- Exercise
Pull each line containing "await" out of the listing below.

- Material provided
*** Block opens ***
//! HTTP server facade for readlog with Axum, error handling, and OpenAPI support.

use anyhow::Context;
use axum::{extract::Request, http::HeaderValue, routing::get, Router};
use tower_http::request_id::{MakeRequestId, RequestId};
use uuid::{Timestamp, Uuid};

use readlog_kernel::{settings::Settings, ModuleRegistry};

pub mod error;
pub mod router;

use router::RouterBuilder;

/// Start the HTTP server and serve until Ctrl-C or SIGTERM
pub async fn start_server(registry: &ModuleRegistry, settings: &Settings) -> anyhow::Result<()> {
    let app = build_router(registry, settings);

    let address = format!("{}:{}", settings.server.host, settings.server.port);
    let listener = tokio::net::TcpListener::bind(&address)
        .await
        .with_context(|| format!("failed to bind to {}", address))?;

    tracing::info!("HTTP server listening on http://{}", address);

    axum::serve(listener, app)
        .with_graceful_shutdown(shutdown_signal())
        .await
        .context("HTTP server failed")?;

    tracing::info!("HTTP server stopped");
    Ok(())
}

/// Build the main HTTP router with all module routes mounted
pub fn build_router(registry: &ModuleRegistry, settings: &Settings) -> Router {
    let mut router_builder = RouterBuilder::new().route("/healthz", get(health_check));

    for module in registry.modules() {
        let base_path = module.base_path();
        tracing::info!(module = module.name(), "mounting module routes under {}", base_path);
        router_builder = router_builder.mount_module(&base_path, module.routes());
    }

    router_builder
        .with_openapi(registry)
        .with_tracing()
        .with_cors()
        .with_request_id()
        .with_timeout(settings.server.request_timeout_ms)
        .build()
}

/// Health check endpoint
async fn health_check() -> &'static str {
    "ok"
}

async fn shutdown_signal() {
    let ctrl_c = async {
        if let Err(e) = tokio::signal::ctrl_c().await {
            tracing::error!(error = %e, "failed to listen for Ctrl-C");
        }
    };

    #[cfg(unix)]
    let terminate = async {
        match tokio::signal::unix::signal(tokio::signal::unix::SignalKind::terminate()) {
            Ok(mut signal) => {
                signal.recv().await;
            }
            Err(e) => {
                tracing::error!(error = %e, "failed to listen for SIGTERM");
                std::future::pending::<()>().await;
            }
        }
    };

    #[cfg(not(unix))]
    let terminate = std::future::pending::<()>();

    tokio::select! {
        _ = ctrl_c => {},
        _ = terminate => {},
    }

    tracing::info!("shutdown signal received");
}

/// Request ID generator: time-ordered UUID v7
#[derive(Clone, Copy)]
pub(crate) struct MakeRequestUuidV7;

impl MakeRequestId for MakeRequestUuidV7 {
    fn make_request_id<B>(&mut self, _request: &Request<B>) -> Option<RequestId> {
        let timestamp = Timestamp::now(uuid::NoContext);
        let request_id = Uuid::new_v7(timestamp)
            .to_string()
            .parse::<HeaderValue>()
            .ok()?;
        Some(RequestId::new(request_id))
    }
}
*** Block closes ***
- Answer space
        .await
        .await
        if let Err(e) = tokio::signal::ctrl_c().await {
                signal.recv().await;
                std::future::pending::<()>().await;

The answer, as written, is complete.